Palestinians in Türkiye worried about loved ones amid Israeli attacks
People hug Palestinian student Abdullah Abu Jassir after a funeral prayer in absentia for Palestinians, Kütahya, western Türkiye, Oct. 19, 2023. (AA Photo)


With communications largely cut off to Gaza, Palestinians living in Türkiye are afraid of hearing "bad news" from their loved ones amid Israeli bombardment of the Palestinian enclave.

Ali Sukka, a 19-year-old Palestinian student at Gümüşhane University in the eponymous Black Sea province of Türkiye, said they were as worried about the "world’s silence" as Israel’s oppression of Palestinians. Speaking to Ihlas News Agency (IHA), Sukka said he felt bad for what is happening in Gaza. "I don’t know why they are doing it and I don’t know why the world, the Arab world, is so quiet about Gaza. (Israel) kills everyone: babies, children and elderly people. If it happened elsewhere, the entire world would come to their aid," he lamented.

Mohammad Kasem Mohd, another university student who attended a Turkish course before starting his formal education at Trabzon University, lost his loved ones, including cousins of his parents and his three friends. The 19-year-old youth says he is constantly checking Gaza and the West Bank developments. "We hear the news of martyrs and are depressed," Mohd said.

"All my relatives are there. My home is there. Our house was a bit far from the city center, but I don’t know if it stands now," Mohd, who has been unable to contact his family for days, said.

Mohd recalled an incident about Israel’s mistreatment of Palestinians from 10 years ago. "I was leaving a grocery store in the West Bank. Suddenly, five buses drove to the street. Israeli soldiers jumped out and pointed their guns at me. They told me to walk to the other side. I was crying for my mother. They then started throwing tear gas at people on the street. I felt like I went blind. I lost sight of my left eye for a few months. It was my first encounter with Israeli soldiers and I was really scared," he recounted.

Mohd worries about the lack of communication with his family and friends in Palestine. "We can sometimes send texts to each other and that’s it. They tell me they try to stay close so that they will not be separated (during an attack). I am scared of hearing bad news about them," he said.

At Ankara University in the Turkish capital, the university administration hosted an event for Palestinian students, giving them a platform to voice their thoughts about the situation back home. Naser Alsalehi, a biomedical engineering student, recounted how a house next to his family’s home was bombed. "They hid this news from me at first. They were only talking about my life here. They were asking if I was OK. I have a brother who is a doctor there and he was injured. But he is still working at the hospital. This is how Palestinians are living there now," he said.

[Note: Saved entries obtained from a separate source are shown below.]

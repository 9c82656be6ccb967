//! Lock timestamp precision and persisted format.

use chrono::{DateTime, Duration, SecondsFormat, SubsecRound, Utc};
use keylatch_core::{LockError, LockResult};

/// Number of fractional second digits kept on every lock timestamp.
pub const TIMESTAMP_PRECISION_DIGITS: u16 = 6;

/// Truncates a timestamp to the precision persisted by lock stores.
#[must_use]
pub fn truncate_timestamp(value: DateTime<Utc>) -> DateTime<Utc> {
    value.trunc_subsecs(TIMESTAMP_PRECISION_DIGITS)
}

/// Returns the expiry for a lock taken at `now` with the given ttl.
#[must_use]
pub fn expiry_after(now: DateTime<Utc>, ttl_seconds: u32) -> DateTime<Utc> {
    truncate_timestamp(now) + Duration::seconds(i64::from(ttl_seconds))
}

/// Formats a timestamp as fixed-width RFC 3339 with microseconds and `Z`.
///
/// Equal-width output keeps string order identical to chronological order,
/// which stores comparing raw strings rely on.
#[must_use]
pub fn format_timestamp(value: DateTime<Utc>) -> String {
    truncate_timestamp(value).to_rfc3339_opts(SecondsFormat::Micros, true)
}

/// Parses an RFC 3339 timestamp with any offset into UTC.
pub fn parse_timestamp(value: &str) -> LockResult<DateTime<Utc>> {
    DateTime::parse_from_rfc3339(value)
        .map(|parsed| parsed.with_timezone(&Utc))
        .map_err(|error| LockError::Store(format!("invalid lock timestamp '{value}': {error}")))
}

/// Serde adapter persisting timestamps through [`format_timestamp`].
pub mod rfc3339_micros {
    use chrono::{DateTime, Utc};
    use serde::{Deserialize, Deserializer, Serializer};

    /// Serializes one timestamp.
    pub fn serialize<S>(value: &DateTime<Utc>, serializer: S) -> Result<S::Ok, S::Error>
    where
        S: Serializer,
    {
        serializer.serialize_str(super::format_timestamp(*value).as_str())
    }

    /// Deserializes one timestamp.
    pub fn deserialize<'de, D>(deserializer: D) -> Result<DateTime<Utc>, D::Error>
    where
        D: Deserializer<'de>,
    {
        let raw = String::deserialize(deserializer)?;
        super::parse_timestamp(raw.as_str()).map_err(serde::de::Error::custom)
    }
}
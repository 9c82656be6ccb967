use std::collections::HashMap;

use async_trait::async_trait;
use chrono::{DateTime, Utc};
use keylatch_application::LockStore;
use keylatch_core::{LockKey, LockResult, OwnerToken};
use keylatch_domain::LockRecord;
use tokio::sync::RwLock;

/// In-memory lock store for tests and single-process use.
///
/// Each operation runs under one guard of the map lock, which gives the same
/// per-key atomicity a remote store provides.
#[derive(Debug, Default)]
pub struct InMemoryLockStore {
    records: RwLock<HashMap<LockKey, LockRecord>>,
}

impl InMemoryLockStore {
    /// Creates an empty in-memory store.
    #[must_use]
    pub fn new() -> Self {
        Self::default()
    }

    /// Seeds a record unconditionally, replacing any existing one.
    #[cfg(test)]
    pub(crate) async fn put(&self, record: LockRecord) {
        self.records.write().await.insert(record.key.clone(), record);
    }
}

#[async_trait]
impl LockStore for InMemoryLockStore {
    async fn put_if_absent_or_expired(
        &self,
        record: &LockRecord,
        now: DateTime<Utc>,
    ) -> LockResult<bool> {
        let mut records = self.records.write().await;
        if records
            .get(&record.key)
            .is_some_and(|existing| !existing.is_expired_at(now))
        {
            return Ok(false);
        }

        records.insert(record.key.clone(), record.clone());
        Ok(true)
    }

    async fn delete_if_owner(&self, key: &LockKey, owner_token: &OwnerToken) -> LockResult<bool> {
        let mut records = self.records.write().await;
        if !records
            .get(key)
            .is_some_and(|existing| &existing.owner_token == owner_token)
        {
            return Ok(false);
        }

        records.remove(key);
        Ok(true)
    }

    async fn update_expiry_if_owner(
        &self,
        key: &LockKey,
        owner_token: &OwnerToken,
        expires_at: DateTime<Utc>,
    ) -> LockResult<bool> {
        let mut records = self.records.write().await;
        let Some(existing) = records
            .get_mut(key)
            .filter(|existing| &existing.owner_token == owner_token)
        else {
            return Ok(false);
        };

        existing.expires_at = expires_at;
        Ok(true)
    }

    async fn get(&self, key: &LockKey) -> LockResult<Option<LockRecord>> {
        Ok(self.records.read().await.get(key).cloned())
    }

    async fn delete(&self, key: &LockKey) -> LockResult<()> {
        self.records.write().await.remove(key);
        Ok(())
    }
}
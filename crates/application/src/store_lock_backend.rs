//! Lock protocol expressed over the [`LockStore`] port.
//!
//! Each operation is one conditional store round trip, except `is_locked`,
//! which may follow a read of an expired record with a reclaiming delete.
//! No retries happen here; a store client's own retry layer is the place for
//! that.

use std::sync::Arc;

use async_trait::async_trait;
use chrono::{DateTime, Utc};
use keylatch_core::{LockError, LockKey, LockResult, OwnerToken};
use keylatch_domain::{AcquiredLock, LockRecord, expiry_after, truncate_timestamp};
use tracing::{debug, error, info, warn};

use crate::lock_ports::{Clock, LockBackend, LockStore, SystemClock};

/// Lock backend implementing the protocol on any [`LockStore`].
#[derive(Clone)]
pub struct StoreLockBackend {
    store: Arc<dyn LockStore>,
    clock: Arc<dyn Clock>,
}

impl StoreLockBackend {
    /// Creates a backend stamping expiries with the system clock.
    #[must_use]
    pub fn new(store: Arc<dyn LockStore>) -> Self {
        Self::with_clock(store, Arc::new(SystemClock))
    }

    /// Creates a backend with an explicit clock.
    #[must_use]
    pub fn with_clock(store: Arc<dyn LockStore>, clock: Arc<dyn Clock>) -> Self {
        Self { store, clock }
    }

    fn now(&self) -> DateTime<Utc> {
        truncate_timestamp(self.clock.now())
    }
}

fn validate_ttl(ttl_seconds: u32) -> LockResult<()> {
    if ttl_seconds == 0 {
        return Err(LockError::Validation(
            "lock ttl_seconds must be greater than zero".to_owned(),
        ));
    }

    Ok(())
}

#[async_trait]
impl LockBackend for StoreLockBackend {
    async fn acquire(&self, key: &str, ttl_seconds: u32) -> LockResult<AcquiredLock> {
        let key = LockKey::new(key)?;
        validate_ttl(ttl_seconds)?;

        let now = self.now();
        let record = LockRecord::new(key, OwnerToken::generate(), now, ttl_seconds);

        let written = self
            .store
            .put_if_absent_or_expired(&record, now)
            .await
            .inspect_err(|error| {
                error!(lock_key = %record.key, error = %error, "failed to acquire lock");
            })?;

        if !written {
            warn!(lock_key = %record.key, "lock already held");
            return Err(LockError::DuplicateLock(format!(
                "key {} already locked",
                record.key
            )));
        }

        debug!(
            lock_key = %record.key,
            expires_at = %record.expires_at,
            "lock record written"
        );
        Ok(AcquiredLock::from(record))
    }

    async fn release(&self, key: &str, owner_token: &str) -> bool {
        let (key, owner_token) = match (LockKey::new(key), OwnerToken::new(owner_token)) {
            (Ok(key), Ok(owner_token)) => (key, owner_token),
            (Err(error), _) | (_, Err(error)) => {
                warn!(error = %error, "rejected lock release");
                return false;
            }
        };

        match self.store.delete_if_owner(&key, &owner_token).await {
            Ok(true) => true,
            Ok(false) => {
                warn!(
                    lock_key = %key,
                    "lock not released: absent or held by another owner"
                );
                false
            }
            Err(error) => {
                error!(lock_key = %key, error = %error, "failed to release lock");
                false
            }
        }
    }

    async fn refresh(
        &self,
        key: &str,
        owner_token: &str,
        ttl_seconds: u32,
    ) -> LockResult<AcquiredLock> {
        let key = LockKey::new(key)?;
        let owner_token = OwnerToken::new(owner_token)?;
        validate_ttl(ttl_seconds)?;

        let expires_at = expiry_after(self.now(), ttl_seconds);

        match self
            .store
            .update_expiry_if_owner(&key, &owner_token, expires_at)
            .await
        {
            Ok(true) => Ok(AcquiredLock::new(key, owner_token, expires_at)),
            Ok(false) => {
                warn!(lock_key = %key, "lock refresh rejected by store");
                Err(LockError::RefreshLock(format!(
                    "lock for key {key} is not held by this owner"
                )))
            }
            Err(error) => {
                error!(lock_key = %key, error = %error, "failed to refresh lock");
                Err(LockError::RefreshLock(format!(
                    "failed to refresh lock for key {key}: {error}"
                )))
            }
        }
    }

    async fn is_locked(&self, key: &str) -> LockResult<bool> {
        let key = LockKey::new(key)?;

        let Some(record) = self.store.get(&key).await? else {
            return Ok(false);
        };

        if !record.is_expired_at(self.now()) {
            return Ok(true);
        }

        // Unconditional delete: the record was observed expired.
        match self.store.delete(&key).await {
            Ok(()) => info!(lock_key = %key, "reclaimed expired lock"),
            Err(error) => warn!(
                lock_key = %key,
                error = %error,
                "failed to reclaim expired lock"
            ),
        }

        Ok(false)
    }
}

Rachid Al Okka, a medical student at Ankara University, told Anadolu Agency (AA) that he could not contact his family in Gaza for days. "I have parents and five siblings there, but I don’t know if they are alive or not. I am very worried because that hospital attack was close to our home," he said, referring to this week’s Israeli strike at Al-Ahli Baptist Hospital, which killed hundreds. He says he has only a "list of martyrs" regularly updated by the Gaza Ministry of Health "to learn about the fate of my family."

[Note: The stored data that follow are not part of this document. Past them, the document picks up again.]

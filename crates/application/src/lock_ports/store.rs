use async_trait::async_trait;
use chrono::{DateTime, Utc};
use keylatch_core::{LockKey, LockResult, OwnerToken};
use keylatch_domain::LockRecord;

/// Atomic key-value store holding one lock record per key.
///
/// Every method is a single atomic round trip. Conditional methods report a
/// failed predicate as `Ok(false)` and reserve `Err` for store failures.
#[async_trait]
pub trait LockStore: Send + Sync {
    /// Writes the record when no record exists for its key or the existing
    /// record expired strictly before `now`.
    async fn put_if_absent_or_expired(
        &self,
        record: &LockRecord,
        now: DateTime<Utc>,
    ) -> LockResult<bool>;

    /// Deletes the record when it is held by `owner_token`.
    async fn delete_if_owner(&self, key: &LockKey, owner_token: &OwnerToken) -> LockResult<bool>;

    /// Moves the expiry of the record when it is held by `owner_token`.
    async fn update_expiry_if_owner(
        &self,
        key: &LockKey,
        owner_token: &OwnerToken,
        expires_at: DateTime<Utc>,
    ) -> LockResult<bool>;

    /// Returns the current record, if any.
    async fn get(&self, key: &LockKey) -> LockResult<Option<LockRecord>>;

    /// Removes the record unconditionally. Deleting an absent key succeeds.
    async fn delete(&self, key: &LockKey) -> LockResult<()>;
}
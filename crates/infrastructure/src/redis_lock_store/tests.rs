use std::sync::Arc;

use chrono::{Duration, Utc};
use keylatch_application::{LockBackend, LockStore, StoreLockBackend};
use keylatch_core::{LockError, LockKey, OwnerToken};
use keylatch_domain::{LockRecord, truncate_timestamp};

use super::RedisLockStore;

fn test_store() -> Option<RedisLockStore> {
    let Ok(redis_url) = std::env::var("REDIS_URL") else {
        return None;
    };

    let client = match redis::Client::open(redis_url.as_str()) {
        Ok(client) => client,
        Err(error) => panic!("failed to open REDIS_URL in test: {error}"),
    };

    let prefix = format!("keylatch-test:{}", OwnerToken::generate());
    match RedisLockStore::with_key_attribute(client, prefix, "resource_id") {
        Ok(store) => Some(store),
        Err(error) => panic!("failed to build redis lock store: {error}"),
    }
}

fn key(value: &str) -> LockKey {
    LockKey::new(value).unwrap_or_else(|_| unreachable!())
}

#[test]
fn key_attribute_is_validated() {
    let client = redis::Client::open("redis://127.0.0.1:6379").unwrap_or_else(|_| unreachable!());

    assert!(matches!(
        RedisLockStore::with_key_attribute(client, "locks", "owner_token"),
        Err(LockError::Validation(_))
    ));
}

#[tokio::test]
async fn conditional_operations_follow_ownership() {
    let Some(store) = test_store() else {
        return;
    };

    let now = truncate_timestamp(Utc::now());
    let record = LockRecord {
        key: key("res1"),
        owner_token: OwnerToken::generate(),
        expires_at: now + Duration::seconds(60),
    };
    let intruder = OwnerToken::generate();

    assert_eq!(store.put_if_absent_or_expired(&record, now).await, Ok(true));
    assert_eq!(store.put_if_absent_or_expired(&record, now).await, Ok(false));
    assert_eq!(store.get(&key("res1")).await, Ok(Some(record.clone())));

    let later = now + Duration::seconds(300);
    assert_eq!(
        store
            .update_expiry_if_owner(&record.key, &intruder, later)
            .await,
        Ok(false)
    );
    assert_eq!(
        store
            .update_expiry_if_owner(&record.key, &record.owner_token, later)
            .await,
        Ok(true)
    );
    assert_eq!(
        store
            .get(&record.key)
            .await
            .ok()
            .flatten()
            .map(|stored| stored.expires_at),
        Some(later)
    );

    assert_eq!(store.delete_if_owner(&record.key, &intruder).await, Ok(false));
    assert_eq!(
        store.delete_if_owner(&record.key, &record.owner_token).await,
        Ok(true)
    );
    assert_eq!(store.get(&record.key).await, Ok(None));
    assert_eq!(store.delete(&record.key).await, Ok(()));
}

#[tokio::test]
async fn expired_hash_is_overwritten_and_reclaimed() {
    let Some(store) = test_store() else {
        return;
    };

    let now = truncate_timestamp(Utc::now());
    let stale = LockRecord {
        key: key("res2"),
        owner_token: OwnerToken::generate(),
        expires_at: now - Duration::seconds(10),
    };
    assert_eq!(
        store
            .put_if_absent_or_expired(&stale, now - Duration::seconds(70))
            .await,
        Ok(true)
    );

    let store = Arc::new(store);
    let backend = StoreLockBackend::new(store.clone());
    assert_eq!(backend.is_locked("res2").await, Ok(false));
    assert_eq!(store.get(&stale.key).await, Ok(None));

    let lock = backend.acquire("res2", 30).await;
    assert!(lock.is_ok());
    assert!(backend
        .release("res2", lock.unwrap_or_else(|_| unreachable!()).owner_token().as_str())
        .await);
}
use chrono::{DateTime, Utc};

/// Wall-clock source used to stamp and compare lock expiries.
///
/// Cooperating processes are assumed to agree on wall time within a small
/// tolerance. Skew shifts reclamation earlier or later by the skew amount.
pub trait Clock: Send + Sync {
    /// Returns the current UTC time.
    fn now(&self) -> DateTime<Utc>;
}

/// System wall clock.
#[derive(Debug, Clone, Copy, Default)]
pub struct SystemClock;

impl Clock for SystemClock {
    fn now(&self) -> DateTime<Utc> {
        Utc::now()
    }
}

Zainab Hajjar, a law student at the university, said she heard that the houses of most of her relatives were bombed and they had nowhere to go. She said it was tough to communicate with them due to power outages. "I am studying law, but it seems meaningless to me now. The international law means nothing while this is happening," she said, referring to Israel’s indiscriminate attacks against Palestinians.

Abdullah Abu Jassir lost 17 people in Israel’s attacks, including his family members and neighbors. As he attended a funeral prayer in absentia for Palestinians earlier this week in the province of Kütahya, where he attends university, he was surrounded by locals offering him condolences. "My brother and sister and their children, their neighbors were all in one house they thought would be safe. An Israeli bomb martyred them. Israel knew there were civilians there, but they flattened that building and killed my family," he told Anadolu Agency (AA).

Nasreen Isaa’s fate is tangled with conflicts and now she fears losing her relatives in Gaza. A 35-year-old Palestinian woman who lives in the capital, Ankara, lost her husband Adnan during the civil war in Syria, where she settled 25 years ago with her parents after fleeing Israel’s oppression. The mother of three took shelter in Türkiye after her husband’s death.

Isaa fears for the lives of her aunt and two uncles in Palestine now. She had not heard them for days.

Isaa recounts how members of her family were beaten by Israeli soldiers who raided their home in Palestine when she was a young girl. "One of my uncles was detained and we did not hear from him again. It was a difficult time and we were impoverished. So, we migrated to Syria," she told Demirören News Agency (DHA).

She left her "memories and everything in Syria" after her husband was killed in Idlib and fled into Türkiye but now faces the prospect of loss of surviving relatives. "They have no phone connection, internet connection. I could not reach them yet. I can only pray to Allah for their wellbeing," she said.